Initially, some scientiests thought this nomadic lifetsyle might be contributing to bee losses. But while the bee-truck industry hasn't slowed, bee losses appear to have. Last winter, the U.S. lost 23.2% of its bees. That’s down from a 30.5% drop the year before and blow the 10-year average of 29.6%. A search on Google shows headlines from all over the country declaring that bee populations are making a comeback.

This could be thanks partially to private industry. A growing number of companies are pushing to expand beekeeping past just trucks and farms. Take urban beekeeping, for example.

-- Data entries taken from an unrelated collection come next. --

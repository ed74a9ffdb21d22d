//! Threshold fragment codec (Shamir secret sharing over GF(256)).
//!
//! Each secret byte gets its own random polynomial of degree `K - 1` whose
//! constant term is the byte; share `i` holds the evaluations at `x = i`.
//!
//! Every share of one split carries the same random split id and a BLAKE3
//! checksum binding `(index, threshold, split id, data)`. Validation walks the
//! whole presented set before deciding, and every failure collapses into
//! [`FragmentError::InvalidFragmentSet`] so callers cannot learn which share
//! was at fault.
//!
//! Besides `split`/`reconstruct` the codec offers:
//! - [`renew`]: proactive refresh; adds a zero-constant polynomial to every
//!   share and rotates the split id so revoked shares stop combining.
//! - [`extend`]: mints a share for a new index from `K` existing shares.

mod field;

use field::Gf256;
use rand::{CryptoRng, RngCore};
use subtle::{Choice, ConstantTimeEq};
use vigil_core::{Scheme, VigilError};
use zeroize::Zeroizing;

const CHECKSUM_CONTEXT: &str = "vigil 2024 fragment checksum v1";
const ENCODING_VERSION: u8 = 1;
const HEADER_LEN: usize = 1 + 1 + 1 + SPLIT_ID_LEN + CHECKSUM_LEN;

/// Length of the per-split random identifier.
pub const SPLIT_ID_LEN: usize = 16;
/// Length of a share checksum.
pub const CHECKSUM_LEN: usize = 32;

/// Codec failures.
#[derive(Debug, Clone, PartialEq, Eq, thiserror::Error)]
pub enum FragmentError {
    /// Split parameters or the secret itself are unusable
    #[error("Invalid split parameters: {0}")]
    InvalidParameters(String),

    /// The presented fragments cannot reconstruct a secret
    #[error("Invalid fragment set")]
    InvalidFragmentSet,
}

impl From<FragmentError> for VigilError {
    fn from(err: FragmentError) -> Self {
        match err {
            FragmentError::InvalidParameters(message) => VigilError::invalid(message),
            FragmentError::InvalidFragmentSet => VigilError::InvalidFragmentSet,
        }
    }
}

/// One fragment of a split secret.
#[derive(Clone)]
pub struct Share {
    index: u8,
    threshold: u8,
    split_id: [u8; SPLIT_ID_LEN],
    data: Zeroizing<Vec<u8>>,
    checksum: [u8; CHECKSUM_LEN],
}

impl std::fmt::Debug for Share {
    fn fmt(&self, f: &mut std::fmt::Formatter<'_>) -> std::fmt::Result {
        f.debug_struct("Share")
            .field("index", &self.index)
            .field("threshold", &self.threshold)
            .field("split_id", &hex::encode(self.split_id))
            .field("len", &self.data.len())
            .finish_non_exhaustive()
    }
}

impl Share {
    fn seal(index: u8, threshold: u8, split_id: [u8; SPLIT_ID_LEN], data: Vec<u8>) -> Self {
        let data = Zeroizing::new(data);
        let checksum = checksum(index, threshold, &split_id, &data);
        Self {
            index,
            threshold,
            split_id,
            data,
            checksum,
        }
    }

    /// Evaluation point (`1..=255`).
    pub fn index(&self) -> u8 {
        self.index
    }

    /// Threshold the share was produced for.
    pub fn threshold(&self) -> u8 {
        self.threshold
    }

    /// Identifier shared by every share of one split lineage.
    pub fn split_id(&self) -> &[u8; SPLIT_ID_LEN] {
        &self.split_id
    }

    /// Checksum embedded at split time.
    pub fn checksum(&self) -> &[u8; CHECKSUM_LEN] {
        &self.checksum
    }

    fn is_intact(&self) -> Choice {
        let expected = checksum(self.index, self.threshold, &self.split_id, &self.data);
        self.checksum[..].ct_eq(&expected[..])
    }

    /// Serialize into the opaque byte layout stored inside sealed fragments.
    pub fn to_bytes(&self) -> Zeroizing<Vec<u8>> {
        let mut out = Zeroizing::new(Vec::with_capacity(HEADER_LEN + self.data.len()));
        out.push(ENCODING_VERSION);
        out.push(self.index);
        out.push(self.threshold);
        out.extend_from_slice(&self.split_id);
        out.extend_from_slice(&self.checksum);
        out.extend_from_slice(&self.data);
        out
    }

    /// Parse the layout written by [`Share::to_bytes`].
    ///
    /// Only the framing is checked here; integrity is verified when the share
    /// takes part in a reconstruction.
    pub fn from_bytes(bytes: &[u8]) -> Result<Self, FragmentError> {
        if bytes.len() <= HEADER_LEN || bytes[0] != ENCODING_VERSION {
            return Err(FragmentError::InvalidFragmentSet);
        }
        let mut split_id = [0u8; SPLIT_ID_LEN];
        split_id.copy_from_slice(&bytes[3..3 + SPLIT_ID_LEN]);
        let mut checksum = [0u8; CHECKSUM_LEN];
        checksum.copy_from_slice(&bytes[3 + SPLIT_ID_LEN..HEADER_LEN]);
        Ok(Self {
            index: bytes[1],
            threshold: bytes[2],
            split_id,
            data: Zeroizing::new(bytes[HEADER_LEN..].to_vec()),
            checksum,
        })
    }

    #[cfg(test)]
    pub(crate) fn data_mut(&mut self) -> &mut Vec<u8> {
        &mut self.data
    }
}

fn checksum(index: u8, threshold: u8, split_id: &[u8; SPLIT_ID_LEN], data: &[u8]) -> [u8; 32] {
    let mut hasher = blake3::Hasher::new_derive_key(CHECKSUM_CONTEXT);
    hasher.update(&[index, threshold]);
    hasher.update(split_id);
    hasher.update(&(data.len() as u64).to_le_bytes());
    hasher.update(data);
    *hasher.finalize().as_bytes()
}

fn fresh_split_id<R: RngCore + CryptoRng>(rng: &mut R) -> [u8; SPLIT_ID_LEN] {
    let mut split_id = [0u8; SPLIT_ID_LEN];
    rng.fill_bytes(&mut split_id);
    split_id
}

/// Split `secret` into `scheme.distribution()` shares, any `scheme.threshold()`
/// of which reconstruct it.
pub fn split<R: RngCore + CryptoRng>(
    secret: &[u8],
    scheme: Scheme,
    rng: &mut R,
) -> Result<Vec<Share>, FragmentError> {
    if secret.is_empty() {
        return Err(FragmentError::InvalidParameters(
            "Secret must not be empty".to_string(),
        ));
    }

    let threshold = usize::from(scheme.threshold());
    let split_id = fresh_split_id(rng);
    let mut outputs: Vec<Vec<u8>> = (0..scheme.distribution())
        .map(|_| Vec::with_capacity(secret.len()))
        .collect();

    let mut randomness = Zeroizing::new(vec![0u8; threshold - 1]);
    let mut coefficients = Zeroizing::new(vec![Gf256::ZERO; threshold]);
    for &byte in secret {
        rng.fill_bytes(&mut randomness);
        coefficients[0] = Gf256::new(byte);
        for (slot, &r) in coefficients[1..].iter_mut().zip(randomness.iter()) {
            *slot = Gf256::new(r);
        }
        for (position, output) in outputs.iter_mut().enumerate() {
            let x = Gf256::new(position as u8 + 1);
            output.push(field::evaluate(&coefficients, x).value());
        }
    }

    Ok(outputs
        .into_iter()
        .enumerate()
        .map(|(position, data)| Share::seal(position as u8 + 1, scheme.threshold(), split_id, data))
        .collect())
}

/// Validate a presented set and pick the distinct-index shares in order.
///
/// Every share is inspected before the verdict so the outcome does not depend
/// on where in the set a bad share sits.
fn select<'a>(shares: &'a [Share], scheme: Scheme) -> Result<Vec<&'a Share>, FragmentError> {
    let reference = shares.first().ok_or(FragmentError::InvalidFragmentSet)?;
    let mut valid = Choice::from(1u8);
    let mut selected: Vec<&Share> = Vec::with_capacity(shares.len());

    for share in shares {
        valid &= share.is_intact();
        valid &= share.split_id[..].ct_eq(&reference.split_id[..]);
        valid &= Choice::from(u8::from(share.threshold == scheme.threshold()));
        valid &= Choice::from(u8::from(
            share.index != 0 && share.index <= scheme.max_index(),
        ));
        valid &= Choice::from(u8::from(share.data.len() == reference.data.len()));

        match selected.iter().position(|s| s.index == share.index) {
            Some(at) => valid &= selected[at].data[..].ct_eq(&share.data[..]),
            None => selected.push(share),
        }
    }

    if bool::from(valid) {
        Ok(selected)
    } else {
        Err(FragmentError::InvalidFragmentSet)
    }
}

/// Reconstruct the secret from at least `scheme.threshold()` shares.
///
/// The first `K` distinct indices are used; any `K` correct shares of the
/// same split give the same result.
pub fn reconstruct(shares: &[Share], scheme: Scheme) -> Result<Zeroizing<Vec<u8>>, FragmentError> {
    let threshold = usize::from(scheme.threshold());
    if shares.len() < threshold {
        return Err(FragmentError::InvalidFragmentSet);
    }
    let selected = select(shares, scheme)?;
    if selected.len() < threshold {
        return Err(FragmentError::InvalidFragmentSet);
    }
    let selected = &selected[..threshold];

    let len = selected[0].data.len();
    let mut secret = Zeroizing::new(Vec::with_capacity(len));
    let mut points = vec![(Gf256::ZERO, Gf256::ZERO); threshold];
    for position in 0..len {
        for (point, share) in points.iter_mut().zip(selected) {
            *point = (Gf256::new(share.index), Gf256::new(share.data[position]));
        }
        let value =
            field::interpolate(&points, Gf256::ZERO).ok_or(FragmentError::InvalidFragmentSet)?;
        secret.push(value.value());
    }
    points.iter_mut().for_each(|p| *p = (Gf256::ZERO, Gf256::ZERO));
    Ok(secret)
}

/// Refresh every share without reconstructing the secret.
///
/// All shares of the lineage that should stay valid must be passed together;
/// shares left out keep the old split id and no longer combine with the
/// renewed ones.
pub fn renew<R: RngCore + CryptoRng>(
    shares: &[Share],
    scheme: Scheme,
    rng: &mut R,
) -> Result<Vec<Share>, FragmentError> {
    let selected = select(shares, scheme)?;
    let threshold = usize::from(scheme.threshold());
    let split_id = fresh_split_id(rng);
    let len = selected[0].data.len();

    let mut renewed: Vec<Vec<u8>> = selected.iter().map(|s| s.data.to_vec()).collect();
    let mut randomness = Zeroizing::new(vec![0u8; threshold - 1]);
    let mut coefficients = Zeroizing::new(vec![Gf256::ZERO; threshold]);
    for position in 0..len {
        rng.fill_bytes(&mut randomness);
        for (slot, &r) in coefficients[1..].iter_mut().zip(randomness.iter()) {
            *slot = Gf256::new(r);
        }
        for (data, share) in renewed.iter_mut().zip(&selected) {
            let delta = field::evaluate(&coefficients, Gf256::new(share.index));
            data[position] = (Gf256::new(data[position]) + delta).value();
        }
    }

    Ok(selected
        .iter()
        .zip(renewed)
        .map(|(share, data)| Share::seal(share.index, share.threshold, split_id, data))
        .collect())
}

/// Mint a share for `index` that combines with the presented lineage.
pub fn extend(shares: &[Share], scheme: Scheme, index: u8) -> Result<Share, FragmentError> {
    if index == 0 || index > scheme.max_index() {
        return Err(FragmentError::InvalidParameters(format!(
            "Fragment index {index} outside 1..={}",
            scheme.max_index()
        )));
    }
    let threshold = usize::from(scheme.threshold());
    let selected = select(shares, scheme)?;
    if selected.iter().any(|s| s.index == index) {
        return Err(FragmentError::InvalidParameters(format!(
            "Fragment index {index} already issued"
        )));
    }
    if selected.len() < threshold {
        return Err(FragmentError::InvalidFragmentSet);
    }
    let selected = &selected[..threshold];

    let len = selected[0].data.len();
    let x = Gf256::new(index);
    let mut data = Vec::with_capacity(len);
    let mut points = vec![(Gf256::ZERO, Gf256::ZERO); threshold];
    for position in 0..len {
        for (point, share) in points.iter_mut().zip(selected) {
            *point = (Gf256::new(share.index), Gf256::new(share.data[position]));
        }
        data.push(
            field::interpolate(&points, x)
                .ok_or(FragmentError::InvalidFragmentSet)?
                .value(),
        );
    }
    points.iter_mut().for_each(|p| *p = (Gf256::ZERO, Gf256::ZERO));

    Ok(Share::seal(index, scheme.threshold(), selected[0].split_id, data))
}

“There is a movement towards urban beekeeping. There are a lot of companies that do this,” said O’Leary. “I talked to the head of a company who was, the day we spoke, in Chicago on the roof of some building trying to convince big real estate companies to put hives up there.”

It’s not just urban hippie types putting hives in their backyard, she says. Bees actually survive better in urban environments than rural ones. There’s an entire Ted talk on the subject. But as O’Leary sums it up, bees “like more stuff” and there’s a variety of plants and flowers for bees to choose from in cities.

Globally, the U.S. is not alone in this. Germany is trying the urban beekeeping trend as well. After all, $15 billion of our economy depends on bees, but that number is $100 billion globally. So while bees in the city might scare some, it may be necessary to the future of almonds and blueberries.